If the MMA team is competing against people in promotions other than their own and are doing well, not necessarily winning but able to hold their won against good opponents which means they've been fairly matched, it sounds as if the classes are fine though they may be expensive!
There's no gradings in MMA but fight records should be available on whatever websites do them in America, you'll be able to see who they are fighting and whether they have good matches.
Sounds okay for training but I imagine pricey!!


----------



## Kosho Gakkusei (Dec 15, 2008)

Yeah Tez it is a tad pricey - especially when you account for required equipment that you must purchase from them only - gloves, cup, rashguard, head gear, foot and shin protecters, karate gi, board shorts, ear protectors, etc - everything must have their logo on it.  Gotta be close to $500 for required equipment.

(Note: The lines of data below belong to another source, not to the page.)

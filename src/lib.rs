// Módulos de la aplicación
pub mod api;
pub mod app_state;
pub mod catalog;
pub mod classifier;
pub mod config;
pub mod engine;
pub mod models;
pub mod rules;
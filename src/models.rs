//! Modelos de dominio: consulta de síntomas, recomendación y registros de
//! tratamiento.

use schemars::JsonSchema;
use serde::{Deserialize, Serialize};

/// Edad usada cuando la consulta no trae un entero no negativo válido.
pub const DEFAULT_AGE: f64 = 30.0;

/// Edad tal y como llega del formulario: entero o texto libre.
#[derive(Debug, Clone, PartialEq, Serialize, Deserialize, JsonSchema)]
#[serde(untagged)]
pub enum Age {
    Years(u64),
    Text(String),
    /// Cualquier otro valor JSON (negativos, decimales, booleanos, null...).
    Other(serde_json::Value),
}

impl Default for Age {
    fn default() -> Self {
        Age::Text(String::new())
    }
}

impl From<i32> for Age {
    fn from(years: i32) -> Self {
        u64::try_from(years)
            .map(Age::Years)
            .unwrap_or_else(|_| Age::Other(years.into()))
    }
}

impl From<&str> for Age {
    fn from(text: &str) -> Self {
        Age::Text(text.to_string())
    }
}

impl From<String> for Age {
    fn from(text: String) -> Self {
        Age::Text(text)
    }
}

impl Age {
    /// Sólo un literal entero no negativo cuenta como edad, sin límite de
    /// magnitud; el resto cae en [`DEFAULT_AGE`].
    pub fn years(&self) -> f64 {
        match self {
            Age::Years(n) => *n as f64,
            Age::Text(s) if !s.is_empty() && s.bytes().all(|b| b.is_ascii_digit()) => {
                s.parse().unwrap_or(DEFAULT_AGE)
            }
            _ => DEFAULT_AGE,
        }
    }
}

/// Entrada del motor. Inmutable una vez construida.
#[derive(Debug, Clone, Default, Serialize, Deserialize, JsonSchema)]
pub struct SymptomQuery {
    #[serde(alias = "text")]
    pub symptoms: String,
    #[serde(default)]
    pub age: Age,
    #[serde(default)]
    pub gender: String,
    #[serde(default, alias = "genetic_history")]
    pub family_history: Option<String>,
}

impl SymptomQuery {
    pub fn new(symptoms: impl Into<String>, age: impl Into<Age>, gender: impl Into<String>) -> Self {
        Self {
            symptoms: symptoms.into(),
            age: age.into(),
            gender: gender.into(),
            family_history: None,
        }
    }

    pub fn with_family_history(mut self, history: impl Into<String>) -> Self {
        self.family_history = Some(history.into());
        self
    }

    /// Codificación del género para el clasificador: "male"/"m" → 0, resto → 1.
    pub fn gender_code(&self) -> f64 {
        match self.gender.to_lowercase().as_str() {
            "male" | "m" => 0.0,
            _ => 1.0,
        }
    }
}

/// Recomendación de tratamiento devuelta por el motor.
///
/// Todos los campos de texto están siempre rellenos, sea cual sea la ruta
/// (clasificador o cascada de reglas).
#[derive(Debug, Clone, PartialEq, Serialize, Deserialize, JsonSchema)]
pub struct Recommendation {
    pub diagnosis: String,
    pub medicine: String,
    pub alternative: String,
    pub lifestyle: String,
    pub red_flags: String,
    pub follow_up: String,
    pub notes: String,
    pub predicted_category: Option<String>,
    pub confidence: Option<f64>,
}

/// Entrada del catálogo de tratamientos, con las claves que escribe el
/// proceso de entrenamiento (`"Medicine"`, `"Red Flags"`, ...).
#[derive(Debug, Clone, Default, PartialEq, Serialize, Deserialize)]
pub struct TreatmentRecord {
    #[serde(rename = "Medicine", default)]
    pub medicine: Option<String>,
    #[serde(rename = "Alternative", default)]
    pub alternative: Option<String>,
    #[serde(rename = "Lifestyle", default)]
    pub lifestyle: Option<String>,
    #[serde(rename = "Red Flags", default)]
    pub red_flags: Option<String>,
    #[serde(rename = "Follow-Up", default)]
    pub follow_up: Option<String>,
}
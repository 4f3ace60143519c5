use axum::{
    extract::{Json, State},
    http::StatusCode,
    response::IntoResponse,
    routing::{get, post},
    Router,
};
use chrono::{SecondsFormat, Utc};
use serde::Serialize;
use serde_json::json;
use tracing::info;
use uuid::Uuid;

use crate::{
    app_state::{AppState, Status},
    engine::Mode,
    models::{Recommendation, SymptomQuery},
};

/// Longitud mínima de la descripción de síntomas (sin contar espacios).
pub const MIN_SYMPTOM_CHARS: usize = 3;

// --- Payloads y Respuestas de la API ---

#[derive(Debug, Serialize)]
pub struct RecommendResponse {
    pub id: String,
    pub generated_at: String,
    pub recommendation: Recommendation,
}

// --- Router ---

pub fn create_router(app_state: AppState) -> Router {
    Router::new()
        .route("/api/recommend", post(recommend_handler))
        .route("/api/status", get(status_handler))
        .route("/api/schema", get(schema_handler))
        .route("/api/shutdown", post(shutdown_handler))
        .with_state(app_state)
}

// --- Handlers ---

#[axum::debug_handler]
async fn recommend_handler(
    State(state): State<AppState>,
    Json(payload): Json<SymptomQuery>,
) -> Result<Json<RecommendResponse>, (StatusCode, Json<serde_json::Value>)> {
    let meaningful = payload.symptoms.chars().filter(|c| !c.is_whitespace()).count();
    if meaningful < MIN_SYMPTOM_CHARS {
        return Err((
            StatusCode::BAD_REQUEST,
            Json(json!({"error": "Describa los síntomas con al menos 3 caracteres."})),
        ));
    }

    let recommendation = state.engine.recommend(&payload);
    let fell_back = state.engine.mode() == Mode::Ml && recommendation.predicted_category.is_none();
    state.record_served(fell_back);

    Ok(Json(RecommendResponse {
        id: Uuid::new_v4().to_string(),
        generated_at: Utc::now().to_rfc3339_opts(SecondsFormat::Secs, true),
        recommendation,
    }))
}

#[axum::debug_handler]
async fn status_handler(State(state): State<AppState>) -> Json<Status> {
    Json(state.snapshot())
}

#[axum::debug_handler]
async fn schema_handler() -> Json<serde_json::Value> {
    let request = schemars::schema_for!(SymptomQuery);
    let recommendation = schemars::schema_for!(Recommendation);
    Json(json!({
        "request": request,
        "recommendation": recommendation,
    }))
}

// --- Handler de Apagado ---

#[axum::debug_handler]
async fn shutdown_handler(
    State(state): State<AppState>,
) -> impl IntoResponse {
    info!("Petición de apagado recibida.");
    if let Some(sender) = state.shutdown_sender.lock().unwrap_or_else(|e| e.into_inner()).take() {
        let _ = sender.send(());
    }
    StatusCode::OK
}
//! Carga y gestión de configuración de la aplicación (servidor + artefactos del modelo).

use std::env;
use std::path::PathBuf;

use anyhow::{anyhow, Result};

#[derive(Clone, Copy, Debug, Default, PartialEq, Eq)]
pub enum EngineMode {
    /// Carga los artefactos y usa el clasificador si están todos.
    #[default]
    Auto,
    /// No intenta cargar nada: sólo la cascada de reglas.
    Rules,
}

impl EngineMode {
    pub fn from_str(s: &str) -> Result<Self> {
        match s.to_lowercase().as_str() {
            "auto" | "ml" => Ok(Self::Auto),
            "rules" => Ok(Self::Rules),
            other => Err(anyhow!("Modo de motor no soportado: {other}")),
        }
    }
}

/// Configuración completa de la aplicación.
#[derive(Clone, Debug)]
pub struct AppConfig {
    pub server_addr: String,

    pub model_dir: PathBuf,
    pub classifier_file: String,
    pub vectorizer_file: String,
    pub treatment_db_file: String,
    pub engine_mode: EngineMode,
}

impl Default for AppConfig {
    fn default() -> Self {
        Self {
            server_addr: "127.0.0.1:3322".to_string(),
            model_dir: PathBuf::from("."),
            classifier_file: "ml_model.json".to_string(),
            vectorizer_file: "vectorizer.json".to_string(),
            treatment_db_file: "treatment_db.json".to_string(),
            engine_mode: EngineMode::Auto,
        }
    }
}

impl AppConfig {
    /// Carga la configuración desde variables de entorno (usando .env si existe).
    pub fn from_env() -> Result<Self> {
        Self::from_lookup(|key| env::var(key).ok())
    }

    /// Igual que [`AppConfig::from_env`] pero con una fuente de variables
    /// arbitraria.
    pub fn from_lookup(lookup: impl Fn(&str) -> Option<String>) -> Result<Self> {
        let defaults = Self::default();

        let server_addr = lookup("SERVER_ADDR").unwrap_or(defaults.server_addr);
        let model_dir = lookup("MODEL_DIR").map(PathBuf::from).unwrap_or(defaults.model_dir);
        let classifier_file = lookup("CLASSIFIER_FILE").unwrap_or(defaults.classifier_file);
        let vectorizer_file = lookup("VECTORIZER_FILE").unwrap_or(defaults.vectorizer_file);
        let treatment_db_file = lookup("TREATMENT_DB_FILE").unwrap_or(defaults.treatment_db_file);

        let engine_mode = match lookup("ENGINE_MODE") {
            Some(mode) => EngineMode::from_str(&mode)?,
            None => defaults.engine_mode,
        };

        Ok(Self {
            server_addr,
            model_dir,
            classifier_file,
            vectorizer_file,
            treatment_db_file,
            engine_mode,
        })
    }

    pub fn classifier_path(&self) -> PathBuf {
        self.model_dir.join(&self.classifier_file)
    }

    pub fn vectorizer_path(&self) -> PathBuf {
        self.model_dir.join(&self.vectorizer_file)
    }

    pub fn treatment_db_path(&self) -> PathBuf {
        self.model_dir.join(&self.treatment_db_file)
    }
}

#[cfg(test)]
mod tests {
    use std::collections::HashMap;

    use super::*;

    fn lookup(vars: &[(&str, &str)]) -> impl Fn(&str) -> Option<String> {
        let vars: HashMap<String, String> = vars
            .iter()
            .map(|(k, v)| (k.to_string(), v.to_string()))
            .collect();
        move |key| vars.get(key).cloned()
    }

    #[test]
    fn defaults_when_environment_is_empty() {
        let cfg = AppConfig::from_lookup(lookup(&[])).unwrap();
        assert_eq!(cfg.server_addr, "127.0.0.1:3322");
        assert_eq!(cfg.engine_mode, EngineMode::Auto);
        assert_eq!(cfg.classifier_path(), PathBuf::from("./ml_model.json"));
        assert_eq!(cfg.treatment_db_path(), PathBuf::from("./treatment_db.json"));
    }

    #[test]
    fn overrides_from_environment() {
        let cfg = AppConfig::from_lookup(lookup(&[
            ("MODEL_DIR", "/srv/models"),
            ("VECTORIZER_FILE", "tfidf.json"),
            ("ENGINE_MODE", "RULES"),
        ]))
        .unwrap();
        assert_eq!(cfg.vectorizer_path(), PathBuf::from("/srv/models/tfidf.json"));
        assert_eq!(cfg.engine_mode, EngineMode::Rules);
    }

    #[test]
    fn unknown_engine_mode_is_rejected() {
        assert!(AppConfig::from_lookup(lookup(&[("ENGINE_MODE", "neural")])).is_err());
    }
}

I did a brief look thru the Pro Fighters' records and it seemed that for the most part they fared better against MMA strikers and didn't do to well against grapplers - both wrestlers and jiujitsuka.  Their kickboxing records were much better - a number of them were a part of the organization's team in the World Combat League.


----------



## Tez3 (Dec 15, 2008)

Kosho Gakkusei said:


> Yeah Tez it is a tad pricey - especially when you account for required equipment that you must purchase from them only - gloves, cup, rashguard, head gear, foot and shin protecters, karate gi, board shorts, ear protectors, etc - everything must have their logo on it. Gotta be close to $500 for required equipment.
> 
> I did a brief look thru the Pro Fighters' records and it seemed that for the most part they fared better against MMA strikers and didn't do to well against grapplers - both wrestlers and jiujitsuka. Their kickboxing records were much better - a number of them were a part of the organization's team in the World Combat League.


 
What on earth do they want karate gis for? All they need is groin guard, gloves, gum shield and shorts without pockets, zips etc, board shorts made for MMA are good but not necessary. Ear protection can be done with cotton wool and tape, cheap and cheerful!
guess it's up to people to decide whether it's worth paying for really and what they want to do MMA for. 
We sell kit to help pay for club but we have it made for us and can keep it as cheap as possible. Working it out if people wanted to buy what they needed from us it would cost about a hundred pounds, if they want though they can buy any kit from any where they want up to them.


----------



## Kosho Gakkusei (Dec 15, 2008)

Tez3 said:


> What on earth do they want karate gis for?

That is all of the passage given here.